▶ _Your assignment_
Within the data, how many lines hold the word "SearchParams"? Answer with nothing but the number.

Supplied records Block Start

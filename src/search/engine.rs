//! The search engine: ranked search, suggestions, and popular searches.
//!
//! The engine owns an immutable [`DocumentIndex`] and never mutates it after
//! construction, so one instance can be shared across threads behind an `Arc`.
//! Every operation is a pure function of the index and its arguments and
//! always answers: bad input degrades to an empty result, never an error.

use super::index::{DocumentIndex, IndexEntry};
use super::scoring::{is_partial_match, score_document};
use super::snippet::{generate_snippet, highlight_matches, HighlightMarkers, MAX_SNIPPET_LENGTH};
use super::tokenizer::tokenize;
use crate::catalog::{BuiltinCatalog, DocumentSource};
use crate::error::CatalogResult;
use crate::matching::FuzzyMatcher;
use crate::models::{IndexedDocument, SearchOptions, SearchResult};
use std::collections::HashSet;

/// Default cap on query length, in characters.
pub const DEFAULT_MAX_QUERY_CHARS: usize = 500;

/// Default number of suggestions returned.
pub const DEFAULT_SUGGESTION_LIMIT: usize = 5;

/// Shortest partial query that produces suggestions.
pub const MIN_SUGGESTION_QUERY_LENGTH: usize = 2;

/// Suggested words must be longer than this.
const MIN_SUGGESTION_WORD_LENGTH: usize = 2;

/// Common queries shown in the suggestions panel.
pub const POPULAR_SEARCHES: &[&str] = &[
    "savings account",
    "credit card",
    "personal loan",
    "mobile banking",
    "online banking",
    "home loan",
    "business account",
    "investment",
    "fixed deposit",
    "customer support",
];

/// In-memory site search engine.
#[derive(Debug, Clone)]
pub struct SearchEngine {
    index: DocumentIndex,
    markers: HighlightMarkers,
    max_query_chars: usize,
}

impl SearchEngine {
    /// Build an engine from a document source.
    ///
    /// # Errors
    /// Fails if the source cannot be loaded or its documents are invalid.
    pub fn new(source: &dyn DocumentSource) -> CatalogResult<Self> {
        Ok(Self::from_index(DocumentIndex::from_source(source)?))
    }

    /// Build an engine over the built-in site catalog.
    pub fn with_builtin_catalog() -> CatalogResult<Self> {
        Self::new(&BuiltinCatalog::new())
    }

    /// Build an engine directly from documents.
    pub fn from_documents(documents: Vec<IndexedDocument>) -> CatalogResult<Self> {
        Ok(Self::from_index(DocumentIndex::build(documents)?))
    }

    /// Wrap an already built index.
    pub fn from_index(index: DocumentIndex) -> Self {
        Self {
            index,
            markers: HighlightMarkers::default(),
            max_query_chars: DEFAULT_MAX_QUERY_CHARS,
        }
    }

    /// Use different highlight markup.
    pub fn with_highlight_markers(mut self, markers: HighlightMarkers) -> Self {
        self.markers = markers;
        self
    }

    /// Bound the number of query characters considered per search.
    ///
    /// Longer queries are truncated, which caps the fuzzy matching cost.
    pub fn with_max_query_chars(mut self, max_query_chars: usize) -> Self {
        self.max_query_chars = max_query_chars.max(1);
        self
    }

    /// The underlying index.
    pub fn index(&self) -> &DocumentIndex {
        &self.index
    }

    /// Get the number of indexed documents.
    pub fn document_count(&self) -> usize {
        self.index.len()
    }

    /// Tokenize a query the way `search` does, including length filtering.
    pub fn query_tokens(&self, query: &str, options: &SearchOptions) -> Vec<String> {
        let bounded = match query.char_indices().nth(self.max_query_chars) {
            Some((cut, _)) => {
                tracing::warn!(
                    max_chars = self.max_query_chars,
                    "Query truncated before tokenizing"
                );
                &query[..cut]
            }
            None => query,
        };

        tokenize(bounded)
            .into_iter()
            .filter(|token| token.chars().count() >= options.min_keyword_length)
            .collect()
    }

    /// Search the index and return ranked results.
    ///
    /// Results are sorted by descending relevance; equal scores keep index
    /// order. At most `options.max_results` are returned.
    pub fn search(&self, query: &str, options: &SearchOptions) -> Vec<SearchResult> {
        if query.trim().is_empty() {
            return Vec::new();
        }

        let options = options.normalized();
        let query_tokens = self.query_tokens(query, &options);
        if query_tokens.is_empty() {
            tracing::debug!(query = %query, "No usable query tokens");
            return Vec::new();
        }

        let mut matcher = FuzzyMatcher::new();
        let mut results: Vec<SearchResult> = self
            .index
            .entries()
            .iter()
            .filter_map(|entry| {
                let score = score_document(entry, &query_tokens, &options, &mut matcher);
                (score > 0.0).then(|| self.build_result(entry, &query_tokens, score))
            })
            .collect();

        results.sort_by(|a, b| b.relevance_score.total_cmp(&a.relevance_score));
        results.truncate(options.max_results);

        tracing::debug!(
            query = %query,
            tokens = query_tokens.len(),
            results = results.len(),
            "Search completed"
        );

        results
    }

    fn build_result(
        &self,
        entry: &IndexEntry,
        query_tokens: &[String],
        relevance_score: f64,
    ) -> SearchResult {
        let doc = &entry.document;
        let snippet = generate_snippet(&doc.body, query_tokens, MAX_SNIPPET_LENGTH);
        let matched_keywords = query_tokens
            .iter()
            .filter(|token| {
                entry
                    .keyword_tokens
                    .iter()
                    .any(|keyword| is_partial_match(token, keyword))
            })
            .cloned()
            .collect();

        SearchResult {
            id: doc.id.clone(),
            title: doc.title.clone(),
            url: doc.url.clone(),
            kind: doc.kind,
            category: doc.category.clone(),
            highlighted_title: highlight_matches(&doc.title, query_tokens, &self.markers),
            highlighted_snippet: highlight_matches(&snippet, query_tokens, &self.markers),
            snippet,
            relevance_score,
            matched_keywords,
        }
    }

    /// Keywords and title words containing the partial query.
    ///
    /// Scans the whole index in order and returns up to `limit` distinct
    /// words longer than two characters, in order of first encounter.
    /// Keywords keep their catalog casing; title words are lower-cased.
    pub fn get_suggestions(&self, partial_query: &str, limit: usize) -> Vec<String> {
        let trimmed = partial_query.trim();
        if trimmed.chars().count() < MIN_SUGGESTION_QUERY_LENGTH || limit == 0 {
            return Vec::new();
        }

        let needle = trimmed.to_lowercase();
        let mut seen: HashSet<String> = HashSet::new();
        let mut suggestions: Vec<String> = Vec::new();

        let mut offer = |word: String| {
            if word.chars().count() > MIN_SUGGESTION_WORD_LENGTH && seen.insert(word.clone()) {
                suggestions.push(word);
            }
        };

        for entry in self.index.entries() {
            let doc = &entry.document;

            for keyword in &doc.keywords {
                if keyword.to_lowercase().contains(&needle) {
                    offer(keyword.clone());
                }
            }

            for word in doc.title.to_lowercase().split(' ') {
                if word.contains(&needle) {
                    offer(word.to_string());
                }
            }
        }

        suggestions.truncate(limit);
        suggestions
    }

    /// Fixed list of common queries.
    pub fn get_popular_searches(&self) -> &'static [&'static str] {
        POPULAR_SEARCHES
    }
}

#[cfg(test)]
mod tests {
    use super::*;
    use crate::models::DocumentKind;

    fn small_engine() -> SearchEngine {
        SearchEngine::from_documents(vec![
            IndexedDocument::new(
                "loans",
                "Personal Loans",
                "Personal loans with quick approval. Flexible repayment.",
                "/loans",
                DocumentKind::Product,
                "Loans",
                &["personal", "loans", "quick"],
            ),
            IndexedDocument::new(
                "support",
                "Customer Support",
                "Phone support and live chat.",
                "/support",
                DocumentKind::Page,
                "Support",
                &["support", "phone", "chat"],
            ),
        ])
        .unwrap()
    }

    #[test]
    fn test_empty_queries() {
        let engine = small_engine();
        let options = SearchOptions::default();
        assert!(engine.search("", &options).is_empty());
        assert!(engine.search("   ", &options).is_empty());
        assert!(engine.search("the and of", &options).is_empty());
        assert!(engine.search("x y z", &options).is_empty());
    }

    #[test]
    fn test_search_ranks_best_match_first() {
        let engine = small_engine();
        let results = engine.search("loans", &SearchOptions::default());
        assert_eq!(results[0].id, "loans");
        assert!(results.iter().all(|r| r.relevance_score > 0.0));
    }

    #[test]
    fn test_result_fields() {
        let engine = small_engine().with_highlight_markers(HighlightMarkers::new("<b>", "</b>"));
        let results = engine.search("quick loans", &SearchOptions::default());
        let top = &results[0];

        assert_eq!(top.title, "Personal Loans");
        assert_eq!(top.url, "/loans");
        assert_eq!(top.kind, DocumentKind::Product);
        assert_eq!(top.category, "Loans");
        assert_eq!(top.snippet, "Personal loans with quick approval");
        assert_eq!(top.highlighted_title, "Personal <b>Loans</b>");
        assert_eq!(
            top.highlighted_snippet,
            "Personal <b>loans</b> with <b>quick</b> approval"
        );
        assert_eq!(top.matched_keywords, vec!["quick", "loans"]);
    }

    #[test]
    fn test_max_results_zero() {
        let engine = small_engine();
        let options = SearchOptions::default().with_max_results(0);
        assert!(engine.search("support", &options).is_empty());
    }

    #[test]
    fn test_min_keyword_length() {
        let engine = small_engine();
        let options = SearchOptions::default().with_min_keyword_length(6);
        // "loans" has five characters and is discarded
        assert!(engine.search("loans", &options).is_empty());
        assert_eq!(engine.query_tokens("loans support", &options), vec!["support"]);
    }

    #[test]
    fn test_query_truncated_to_bound() {
        let engine = small_engine().with_max_query_chars(5);
        let tokens = engine.query_tokens("loans support", &SearchOptions::default());
        assert_eq!(tokens, vec!["loans"]);
    }

    #[test]
    fn test_suggestions() {
        let engine = small_engine();
        assert_eq!(engine.get_suggestions("sup", 5), vec!["support"]);
        assert_eq!(engine.get_suggestions("PHO", 5), vec!["phone"]);
        assert!(engine.get_suggestions("s", 5).is_empty());
        assert!(engine.get_suggestions("  ", 5).is_empty());
        assert!(engine.get_suggestions("loans", 0).is_empty());
    }

    #[test]
    fn test_suggestions_dedupe_keyword_and_title_word() {
        let engine = small_engine();
        // "personal" is both a keyword and a title word
        assert_eq!(engine.get_suggestions("person", 5), vec!["personal"]);
    }

    #[test]
    fn test_popular_searches() {
        let engine = small_engine();
        let popular = engine.get_popular_searches();
        assert_eq!(popular.len(), 10);
        assert_eq!(popular[0], "savings account");
        assert_eq!(popular[9], "customer support");
    }
}
//! MCP tool handlers for the site search server.
//!
//! This module implements all the MCP tools using the rmcp SDK's tool_router pattern.

use crate::config::Config;
use crate::models::{DocumentKind, QueryOperator};
use crate::observability::MetricsTracker;
use crate::search::SearchEngine;
use crate::tools::{
    RecentSearches, SearchParams, SearchTools, SortBy, SortOrder, SuggestionTools,
};
use rmcp::handler::server::tool::ToolRouter;
use rmcp::handler::server::wrapper::Parameters;
use rmcp::model::*;
use rmcp::{tool, tool_handler, tool_router, ErrorData as McpError, ServerHandler};
use schemars::JsonSchema;
use serde::Deserialize;
use serde_json::{json, Value};
use std::borrow::Cow;
use std::sync::Arc;

/// The MCP server exposing site search to assistants.
#[derive(Clone)]
pub struct SiteSearchServer {
    search_tools: SearchTools,
    suggestion_tools: SuggestionTools,
    tool_router: ToolRouter<Self>,
}

#[tool_handler]
impl ServerHandler for SiteSearchServer {
    fn get_info(&self) -> ServerInfo {
        ServerInfo {
            protocol_version: ProtocolVersion::V_2024_11_05,
            capabilities: ServerCapabilities {
                tools: Some(Default::default()),
                ..Default::default()
            },
            server_info: Implementation {
                name: "site-search-mcp".into(),
                version: env!("CARGO_PKG_VERSION").into(),
                icons: None,
                title: None,
                website_url: None,
            },
            instructions: Some("MCP server for the FirstBank website search - ranked fuzzy search over site pages, products, and services, plus search suggestions.".into()),
        }
    }
}

#[derive(Debug, Default, Deserialize, JsonSchema)]
struct SearchSiteParams {
    query: String,
    #[serde(default)]
    fuzzy_threshold: Option<f64>,
    #[serde(default)]
    max_results: Option<usize>,
    /// "OR" (default) or "AND"
    #[serde(default)]
    operator: Option<String>,
    /// Any of: page, section, navigation, product, service
    #[serde(default)]
    kinds: Option<Vec<String>>,
    #[serde(default)]
    categories: Option<Vec<String>>,
    /// "relevance" (default), "title" or "kind"
    #[serde(default)]
    sort_by: Option<String>,
    /// "desc" (default) or "asc"
    #[serde(default)]
    sort_order: Option<String>,
    #[serde(default)]
    page: Option<usize>,
    #[serde(default)]
    page_size: Option<usize>,
}

#[derive(Debug, Deserialize, JsonSchema)]
struct SuggestionParams {
    query: String,
    #[serde(default)]
    limit: Option<usize>,
}

// Helper function to convert errors to MCP errors
fn to_mcp_error(e: impl std::fmt::Display) -> McpError {
    McpError {
        code: ErrorCode::INTERNAL_ERROR,
        message: Cow::from(e.to_string()),
        data: None,
    }
}

fn invalid_params(e: impl std::fmt::Display) -> McpError {
    McpError {
        code: ErrorCode::INVALID_PARAMS,
        message: Cow::from(e.to_string()),
        data: None,
    }
}

fn json_result(value: &Value) -> Result<CallToolResult, McpError> {
    Ok(CallToolResult::success(vec![Content::text(
        serde_json::to_string_pretty(value).map_err(to_mcp_error)?,
    )]))
}

fn parse_optional<T>(value: Option<&str>) -> Result<T, String>
where
    T: std::str::FromStr<Err = String> + Default,
{
    value.map_or_else(|| Ok(T::default()), str::parse)
}

/// Convert wire parameters into a results-page request.
fn to_search_params(params: SearchSiteParams) -> Result<SearchParams, String> {
    let operator = params
        .operator
        .as_deref()
        .map(str::parse::<QueryOperator>)
        .transpose()?;

    let kinds = params
        .kinds
        .unwrap_or_default()
        .iter()
        .map(|kind| kind.parse::<DocumentKind>())
        .collect::<Result<Vec<_>, _>>()?;

    Ok(SearchParams {
        query: params.query,
        fuzzy_threshold: params.fuzzy_threshold,
        max_results: params.max_results,
        operator,
        kinds,
        categories: params.categories.unwrap_or_default(),
        sort_by: parse_optional::<SortBy>(params.sort_by.as_deref())?,
        sort_order: parse_optional::<SortOrder>(params.sort_order.as_deref())?,
        page: params.page,
        page_size: params.page_size,
    })
}

#[tool_router]
impl SiteSearchServer {
    /// Create a new site search server.
    pub fn new(engine: Arc<SearchEngine>, config: &Config, metrics: MetricsTracker) -> Self {
        let recent = Arc::new(RecentSearches::default());

        let search_tools = SearchTools::new(
            engine.clone(),
            config.search_options(),
            config.page_size,
            recent.clone(),
            metrics.clone(),
        );

        let suggestion_tools =
            SuggestionTools::new(engine, recent, config.suggestion_limit, metrics);

        Self {
            search_tools,
            suggestion_tools,
            tool_router: Self::tool_router(),
        }
    }

    fn search_json(&self, params: SearchSiteParams) -> Result<Value, String> {
        let response = self.search_tools.search(to_search_params(params)?);
        serde_json::to_value(response).map_err(|e| e.to_string())
    }

    fn suggestions_json(&self, params: SuggestionParams) -> Value {
        let suggestions = self
            .suggestion_tools
            .suggestions(&params.query, params.limit);
        json!({
            "query": params.query,
            "suggestions": suggestions,
        })
    }

    /// Search the site for pages, products, and services.
    #[tool(
        description = "Search the bank website for pages, products, services, and sections using fuzzy matching. Supports kind and category filters, sorting by relevance, title, or kind, and pagination. Returns ranked results with highlighted snippets and facets."
    )]
    async fn search_site(
        &self,
        params: Parameters<SearchSiteParams>,
    ) -> Result<CallToolResult, McpError> {
        let response = self.search_json(params.0).map_err(invalid_params)?;
        json_result(&response)
    }

    /// Suggest completions for a partially typed query.
    #[tool(
        description = "Suggest keywords and title words that contain a partially typed query (at least 2 characters)."
    )]
    async fn get_search_suggestions(
        &self,
        params: Parameters<SuggestionParams>,
    ) -> Result<CallToolResult, McpError> {
        json_result(&self.suggestions_json(params.0))
    }

    /// List popular searches.
    #[tool(description = "List popular searches on the bank website")]
    async fn get_popular_searches(&self) -> Result<CallToolResult, McpError> {
        json_result(&json!({ "popular": self.suggestion_tools.popular() }))
    }

    /// List recently submitted searches.
    #[tool(description = "List searches submitted to this server, most recent first")]
    async fn get_recent_searches(&self) -> Result<CallToolResult, McpError> {
        json_result(&json!({ "recent": self.suggestion_tools.recent() }))
    }
}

Supplied records Block End

▶ _Response to the task_
3